◆ Exercise goal ◆
Please reproduce each of the following entries exactly.

◆ Given records ◆
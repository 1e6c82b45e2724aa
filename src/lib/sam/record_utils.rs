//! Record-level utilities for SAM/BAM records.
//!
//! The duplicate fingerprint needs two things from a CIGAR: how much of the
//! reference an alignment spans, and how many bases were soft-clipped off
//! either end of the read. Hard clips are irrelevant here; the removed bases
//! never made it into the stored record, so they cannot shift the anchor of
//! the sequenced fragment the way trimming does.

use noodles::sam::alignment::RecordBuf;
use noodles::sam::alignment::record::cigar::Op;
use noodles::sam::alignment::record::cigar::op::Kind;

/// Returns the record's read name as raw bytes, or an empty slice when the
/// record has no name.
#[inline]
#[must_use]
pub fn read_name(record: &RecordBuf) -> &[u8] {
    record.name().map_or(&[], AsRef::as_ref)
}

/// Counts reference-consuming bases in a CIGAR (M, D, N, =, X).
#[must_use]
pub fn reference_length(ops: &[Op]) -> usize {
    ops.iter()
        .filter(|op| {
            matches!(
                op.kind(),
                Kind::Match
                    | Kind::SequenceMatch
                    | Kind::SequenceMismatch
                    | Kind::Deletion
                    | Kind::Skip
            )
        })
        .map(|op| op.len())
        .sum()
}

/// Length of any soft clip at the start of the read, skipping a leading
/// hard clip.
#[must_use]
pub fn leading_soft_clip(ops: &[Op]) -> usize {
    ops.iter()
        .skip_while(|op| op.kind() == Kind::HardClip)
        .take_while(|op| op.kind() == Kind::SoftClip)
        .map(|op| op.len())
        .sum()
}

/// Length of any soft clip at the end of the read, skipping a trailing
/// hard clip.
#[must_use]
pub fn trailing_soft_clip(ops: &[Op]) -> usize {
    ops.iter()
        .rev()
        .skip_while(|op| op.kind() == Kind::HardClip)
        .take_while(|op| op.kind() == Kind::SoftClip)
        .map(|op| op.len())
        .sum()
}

◆ Response box ◆
repository 1e6c82b45e2724aa
filename src/lib/sam/record_utils.rs
//! Record-level utilities for SAM/BAM records.
//!
//! The duplicate fingerprint needs two things from a CIGAR: how much of the
//! reference an alignment spans, and how many bases were soft-clipped off
//! either end of the read. Hard clips are irrelevant here; the removed bases
//! never made it into the stored record, so they cannot shift the anchor of
//! the sequenced fragment the way trimming does.

use noodles::sam::alignment::RecordBuf;
use noodles::sam::alignment::record::cigar::Op;
use noodles::sam::alignment::record::cigar::op::Kind;

/// Returns the record's read name as raw bytes, or an empty slice when the
/// record has no name.
#[inline]
#[must_use]
pub fn read_name(record: &RecordBuf) -> &[u8] {
    record.name().map_or(&[], AsRef::as_ref)
}

/// Counts reference-consuming bases in a CIGAR (M, D, N, =, X).
#[must_use]
pub fn reference_length(ops: &[Op]) -> usize {
    ops.iter()
        .filter(|op| {
            matches!(
                op.kind(),
                Kind::Match
                    | Kind::SequenceMatch
                    | Kind::SequenceMismatch
                    | Kind::Deletion
                    | Kind::Skip
            )
        })
        .map(|op| op.len())
        .sum()
}

/// Length of any soft clip at the start of the read, skipping a leading
/// hard clip.
#[must_use]
pub fn leading_soft_clip(ops: &[Op]) -> usize {
    ops.iter()
        .skip_while(|op| op.kind() == Kind::HardClip)
        .take_while(|op| op.kind() == Kind::SoftClip)
        .map(|op| op.len())
        .sum()
}

/// Length of any soft clip at the end of the read, skipping a trailing
/// hard clip.
#[must_use]
pub fn trailing_soft_clip(ops: &[Op]) -> usize {
    ops.iter()
        .rev()
        .skip_while(|op| op.kind() == Kind::HardClip)
        .take_while(|op| op.kind() == Kind::SoftClip)
        .map(|op| op.len())
        .sum()
}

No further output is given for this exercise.